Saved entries
○ ○ ○ ○

//! PNG chart rendering.
//!
//! Charts are drawn straight onto an RGB canvas: light grid, axes, the data
//! series and an optional dotted red regression line. The encoded PNG is
//! returned as a `data:image/png;base64,` URI and kept under
//! [`MAX_PLOT_BYTES`] by shrinking the canvas when needed.

use std::io::Cursor;

use base64::Engine;
use image::{DynamicImage, ImageFormat, Rgb, RgbImage};
use thiserror::Error;

use super::plan::PlotKind;

/// Largest encoded PNG a plot may produce.
pub const MAX_PLOT_BYTES: usize = 100_000;

const DEFAULT_WIDTH: u32 = 800;
const DEFAULT_HEIGHT: u32 = 600;
const MIN_WIDTH: u32 = 200;
const GRID_DIVISIONS: u32 = 5;

const WHITE: Rgb<u8> = Rgb([255, 255, 255]);
const GRID: Rgb<u8> = Rgb([225, 225, 225]);
const AXIS: Rgb<u8> = Rgb([40, 40, 40]);
const SERIES: Rgb<u8> = Rgb([31, 119, 180]);
const REGRESSION: Rgb<u8> = Rgb([214, 39, 40]);

/// Errors rendering a chart.
#[derive(Debug, Error)]
pub enum PlotError {
    #[error("no numeric points to plot")]
    NoData,
    #[error("regression needs at least two distinct x values")]
    RegressionUndefined,
    #[error("PNG encoding failed: {0}")]
    Encode(#[from] image::ImageError),
    #[error("plot is {0} bytes even at minimum size (limit is 100000 bytes)")]
    TooLarge(usize),
}

/// Least-squares fit `y = slope * x + intercept`.
pub fn least_squares(points: &[(f64, f64)]) -> Option<(f64, f64)> {
    let n = points.len() as f64;
    if points.len() < 2 {
        return None;
    }
    let mean_x = points.iter().map(|p| p.0).sum::<f64>() / n;
    let mean_y = points.iter().map(|p| p.1).sum::<f64>() / n;
    let sxx: f64 = points.iter().map(|p| (p.0 - mean_x).powi(2)).sum();
    if sxx <= f64::EPSILON {
        return None;
    }
    let sxy: f64 = points
        .iter()
        .map(|p| (p.0 - mean_x) * (p.1 - mean_y))
        .sum();
    let slope = sxy / sxx;
    Some((slope, mean_y - slope * mean_x))
}

/// Render a chart and return it as a PNG data URI.
pub fn render_plot(
    kind: PlotKind,
    points: &[(f64, f64)],
    regression: bool,
) -> Result<String, PlotError> {
    let mut points: Vec<(f64, f64)> = points
        .iter()
        .copied()
        .filter(|(x, y)| x.is_finite() && y.is_finite())
        .collect();
    if points.is_empty() {
        return Err(PlotError::NoData);
    }
    if kind == PlotKind::Line {
        points.sort_by(|a, b| a.0.total_cmp(&b.0));
    }

    let fit = if regression {
        Some(least_squares(&points).ok_or(PlotError::RegressionUndefined)?)
    } else {
        None
    };

    let png = encode_within(MAX_PLOT_BYTES, |width, height| {
        render_png(kind, &points, fit, width, height)
    })?;
    Ok(format!(
        "data:image/png;base64,{}",
        base64::engine::general_purpose::STANDARD.encode(&png)
    ))
}

/// Render at the default size, halving both sides until the PNG fits in
/// `limit` bytes or the width would drop below [`MIN_WIDTH`].
fn encode_within(
    limit: usize,
    mut render: impl FnMut(u32, u32) -> Result<Vec<u8>, PlotError>,
) -> Result<Vec<u8>, PlotError> {
    let (mut width, mut height) = (DEFAULT_WIDTH, DEFAULT_HEIGHT);
    loop {
        let png = render(width, height)?;
        if png.len() <= limit {
            return Ok(png);
        }
        if width / 2 < MIN_WIDTH {
            return Err(PlotError::TooLarge(png.len()));
        }
        width /= 2;
        height /= 2;
    }
}

fn render_png(
    kind: PlotKind,
    points: &[(f64, f64)],
    fit: Option<(f64, f64)>,
    width: u32,
    height: u32,
) -> Result<Vec<u8>, PlotError> {
    let frame = Frame::fit(kind, points, width, height);
    let mut canvas = Canvas::new(width, height);

    for i in 0..=GRID_DIVISIONS {
        let gx = frame.left + (frame.right - frame.left) * i as f64 / GRID_DIVISIONS as f64;
        let gy = frame.top + (frame.bottom - frame.top) * i as f64 / GRID_DIVISIONS as f64;
        canvas.line((gx, frame.top), (gx, frame.bottom), GRID, 1, false);
        canvas.line((frame.left, gy), (frame.right, gy), GRID, 1, false);
        canvas.line((gx, frame.bottom), (gx, frame.bottom + 5.0), AXIS, 1, false);
        canvas.line((frame.left - 5.0, gy), (frame.left, gy), AXIS, 1, false);
    }

    match kind {
        PlotKind::Scatter => {
            for &(x, y) in points {
                canvas.disc(frame.px(x, y), 4.0, SERIES);
            }
        }
        PlotKind::Line => {
            for pair in points.windows(2) {
                let (a, b) = (pair[0], pair[1]);
                canvas.line(frame.px(a.0, a.1), frame.px(b.0, b.1), SERIES, 2, false);
            }
            for &(x, y) in points {
                canvas.disc(frame.px(x, y), 2.5, SERIES);
            }
        }
        PlotKind::Bar => {
            let half = frame.bar_half_width(points);
            let (_, base) = frame.px(frame.x_min, 0.0);
            for &(x, y) in points {
                let (cx, top) = frame.px(x, y);
                canvas.rect(cx - half, top.min(base), cx + half, top.max(base), SERIES);
            }
        }
    }

    if let Some((slope, intercept)) = fit {
        let start = frame.px(frame.x_min, slope * frame.x_min + intercept);
        let end = frame.px(frame.x_max, slope * frame.x_max + intercept);
        canvas.line(start, end, REGRESSION, 2, true);
    }

    canvas.line((frame.left, frame.bottom), (frame.right, frame.bottom), AXIS, 2, false);
    canvas.line((frame.left, frame.top), (frame.left, frame.bottom), AXIS, 2, false);

    let mut buf = Vec::new();
    DynamicImage::ImageRgb8(canvas.img)
        .write_to(&mut Cursor::new(&mut buf), ImageFormat::Png)?;
    Ok(buf)
}

/// Mapping from data coordinates to pixel coordinates.
struct Frame {
    left: f64,
    right: f64,
    top: f64,
    bottom: f64,
    x_min: f64,
    x_max: f64,
    y_min: f64,
    y_max: f64,
}

impl Frame {
    fn fit(kind: PlotKind, points: &[(f64, f64)], width: u32, height: u32) -> Self {
        let (mut x_min, mut x_max) = bounds(points.iter().map(|p| p.0));
        let (mut y_min, mut y_max) = bounds(points.iter().map(|p| p.1));

        if kind == PlotKind::Bar {
            y_min = y_min.min(0.0);
            y_max = y_max.max(0.0);
            x_min -= 0.5;
            x_max += 0.5;
        }
        let (x_min, x_max) = pad(x_min, x_max);
        let (y_min, y_max) = pad(y_min, y_max);

        let margin_x = (width as f64 * 0.08).max(12.0);
        let margin_y = (height as f64 * 0.08).max(12.0);
        Self {
            left: margin_x,
            right: width as f64 - margin_x / 2.0,
            top: margin_y / 2.0,
            bottom: height as f64 - margin_y,
            x_min,
            x_max,
            y_min,
            y_max,
        }
    }

    fn px(&self, x: f64, y: f64) -> (f64, f64) {
        let fx = (x - self.x_min) / (self.x_max - self.x_min);
        let fy = (y - self.y_min) / (self.y_max - self.y_min);
        (
            self.left + fx * (self.right - self.left),
            self.bottom - fy * (self.bottom - self.top),
        )
    }

    /// Half the bar width in pixels: 70% of the tightest x spacing.
    fn bar_half_width(&self, points: &[(f64, f64)]) -> f64 {
        let mut xs: Vec<f64> = points.iter().map(|p| p.0).collect();
        xs.sort_by(f64::total_cmp);
        xs.dedup();
        let spacing = xs
            .windows(2)
            .map(|w| w[1] - w[0])
            .fold(f64::INFINITY, f64::min);
        let spacing = if spacing.is_finite() { spacing } else { 1.0 };
        let px_per_unit = (self.right - self.left) / (self.x_max - self.x_min);
        (spacing * px_per_unit * 0.35).max(1.0)
    }
}

fn bounds(values: impl Iterator<Item = f64>) -> (f64, f64) {
    values.fold((f64::INFINITY, f64::NEG_INFINITY), |(lo, hi), v| {
        (lo.min(v), hi.max(v))
    })
}

/// Add 5% headroom; widen degenerate ranges to one unit each side.
fn pad(min: f64, max: f64) -> (f64, f64) {
    if (max - min).abs() <= f64::EPSILON {
        return (min - 1.0, max + 1.0);
    }
    let pad = (max - min) * 0.05;
    (min - pad, max + pad)
}

struct Canvas {
    img: RgbImage,
}

impl Canvas {
    fn new(width: u32, height: u32) -> Self {
        Self {
            img: RgbImage::from_pixel(width, height, WHITE),
        }
    }

    fn put(&mut self, x: i64, y: i64, color: Rgb<u8>) {
        if x >= 0 && y >= 0 && (x as u32) < self.img.width() && (y as u32) < self.img.height() {
            self.img.put_pixel(x as u32, y as u32, color);
        }
    }

    /// Bresenham line; `dotted` skips alternate 6-pixel runs.
    fn line(
        &mut self,
        from: (f64, f64),
        to: (f64, f64),
        color: Rgb<u8>,
        thickness: i64,
        dotted: bool,
    ) {
        let (mut x0, mut y0) = (from.0.round() as i64, from.1.round() as i64);
        let (x1, y1) = (to.0.round() as i64, to.1.round() as i64);
        let dx = (x1 - x0).abs();
        let dy = -(y1 - y0).abs();
        let sx = if x0 < x1 { 1 } else { -1 };
        let sy = if y0 < y1 { 1 } else { -1 };
        let mut err = dx + dy;
        let mut step = 0u64;

        loop {
            if !dotted || (step / 6) % 2 == 0 {
                for t in 0..thickness {
                    let offset = t - thickness / 2;
                    if dx >= -dy {
                        self.put(x0, y0 + offset, color);
                    } else {
                        self.put(x0 + offset, y0, color);
                    }
                }
            }
            if x0 == x1 && y0 == y1 {
                break;
            }
            let e2 = 2 * err;
            if e2 >= dy {
                err += dy;
                x0 += sx;
            }
            if e2 <= dx {
                err += dx;
                y0 += sy;
            }
            step += 1;
        }
    }

    fn disc(&mut self, center: (f64, f64), radius: f64, color: Rgb<u8>) {
        let r = radius.ceil() as i64;
        let (cx, cy) = (center.0.round() as i64, center.1.round() as i64);
        for dy in -r..=r {
            for dx in -r..=r {
                if ((dx * dx + dy * dy) as f64) <= radius * radius {
                    self.put(cx + dx, cy + dy, color);
                }
            }
        }
    }

    fn rect(&mut self, x0: f64, y0: f64, x1: f64, y1: f64, color: Rgb<u8>) {
        for y in y0.round() as i64..=y1.round() as i64 {
            for x in x0.round() as i64..=x1.round() as i64 {
                self.put(x, y, color);
            }
        }
    }
}

#[cfg(test)]
mod tests {
    use super::*;

    fn decode(uri: &str) -> DynamicImage {
        let b64 = uri.strip_prefix("data:image/png;base64,").unwrap();
        let bytes = base64::engine::general_purpose::STANDARD.decode(b64).unwrap();
        assert!(bytes.len() <= MAX_PLOT_BYTES);
        image::load_from_memory_with_format(&bytes, ImageFormat::Png).unwrap()
    }

    #[test]
    fn test_least_squares() {
        let (slope, intercept) = least_squares(&[(0.0, 1.0), (1.0, 3.0), (2.0, 5.0)]).unwrap();
        assert!((slope - 2.0).abs() < 1e-9);
        assert!((intercept - 1.0).abs() < 1e-9);
        assert!(least_squares(&[(1.0, 1.0), (1.0, 2.0)]).is_none());
        assert!(least_squares(&[(1.0, 1.0)]).is_none());
    }

    #[test]
    fn test_scatter_with_regression_has_red_pixels() {
        let points: Vec<(f64, f64)> = (1..=20).map(|i| (i as f64, (i * 3 % 7) as f64)).collect();
        let uri = render_plot(PlotKind::Scatter, &points, true).unwrap();
        let img = decode(&uri).to_rgb8();
        assert_eq!(img.dimensions(), (DEFAULT_WIDTH, DEFAULT_HEIGHT));
        assert!(img.pixels().any(|p| *p == REGRESSION));
        assert!(img.pixels().any(|p| *p == SERIES));
    }

    #[test]
    fn test_bar_and_line_render() {
        let points = [(0.0, 3.0), (1.0, -2.0), (2.0, 5.0)];
        for kind in [PlotKind::Bar, PlotKind::Line] {
            let uri = render_plot(kind, &points, false).unwrap();
            assert!(decode(&uri).to_rgb8().pixels().any(|p| *p == SERIES));
        }
    }

    fn noisy_points(n: u64) -> Vec<(f64, f64)> {
        (0..n)
            .map(|i| ((i * 7919 % 1000) as f64, (i * 104_729 % 997) as f64))
            .collect()
    }

    #[test]
    fn test_oversized_plot_shrinks() {
        let points = noisy_points(3000);
        let render = |w, h| render_png(PlotKind::Scatter, &points, None, w, h);
        let full = render(DEFAULT_WIDTH, DEFAULT_HEIGHT).unwrap();
        let half = render(DEFAULT_WIDTH / 2, DEFAULT_HEIGHT / 2).unwrap();
        assert!(half.len() < full.len());

        let png = encode_within(half.len(), render).unwrap();
        let img = image::load_from_memory_with_format(&png, ImageFormat::Png).unwrap();
        assert_eq!(img.to_rgb8().dimensions(), (DEFAULT_WIDTH / 2, DEFAULT_HEIGHT / 2));
    }

    #[test]
    fn test_plot_too_large_at_minimum_size() {
        let points = noisy_points(3000);
        let mut sizes = Vec::new();
        let result = encode_within(64, |w, h| {
            sizes.push(w);
            render_png(PlotKind::Scatter, &points, None, w, h)
        });
        assert!(matches!(result, Err(PlotError::TooLarge(n)) if n > 64));
        assert_eq!(sizes, vec![800, 400, 200]);
    }

    #[test]
    fn test_errors() {
        assert!(matches!(
            render_plot(PlotKind::Scatter, &[(f64::NAN, 1.0)], false),
            Err(PlotError::NoData)
        ));
        assert!(matches!(
            render_plot(PlotKind::Scatter, &[(2.0, 1.0), (2.0, 3.0)], true),
            Err(PlotError::RegressionUndefined)
        ));
    }
}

○ ○ ○ ○

Looking at the records above, return exactly the lines from the line with "self.bottom - fy" to the line with "fn pad(min: f64, max: f64)", both ends included.

#### Problem solution
            self.bottom - fy * (self.bottom - self.top),
        )
    }

    /// Half the bar width in pixels: 70% of the tightest x spacing.
    fn bar_half_width(&self, points: &[(f64, f64)]) -> f64 {
        let mut xs: Vec<f64> = points.iter().map(|p| p.0).collect();
        xs.sort_by(f64::total_cmp);
        xs.dedup();
        let spacing = xs
            .windows(2)
            .map(|w| w[1] - w[0])
            .fold(f64::INFINITY, f64::min);
        let spacing = if spacing.is_finite() { spacing } else { 1.0 };
        let px_per_unit = (self.right - self.left) / (self.x_max - self.x_min);
        (spacing * px_per_unit * 0.35).max(1.0)
    }
}

fn bounds(values: impl Iterator<Item = f64>) -> (f64, f64) {
    values.fold((f64::INFINITY, f64::NEG_INFINITY), |(lo, hi), v| {
        (lo.min(v), hi.max(v))
    })
}

/// Add 5% headroom; widen degenerate ranges to one unit each side.
fn pad(min: f64, max: f64) -> (f64, f64) {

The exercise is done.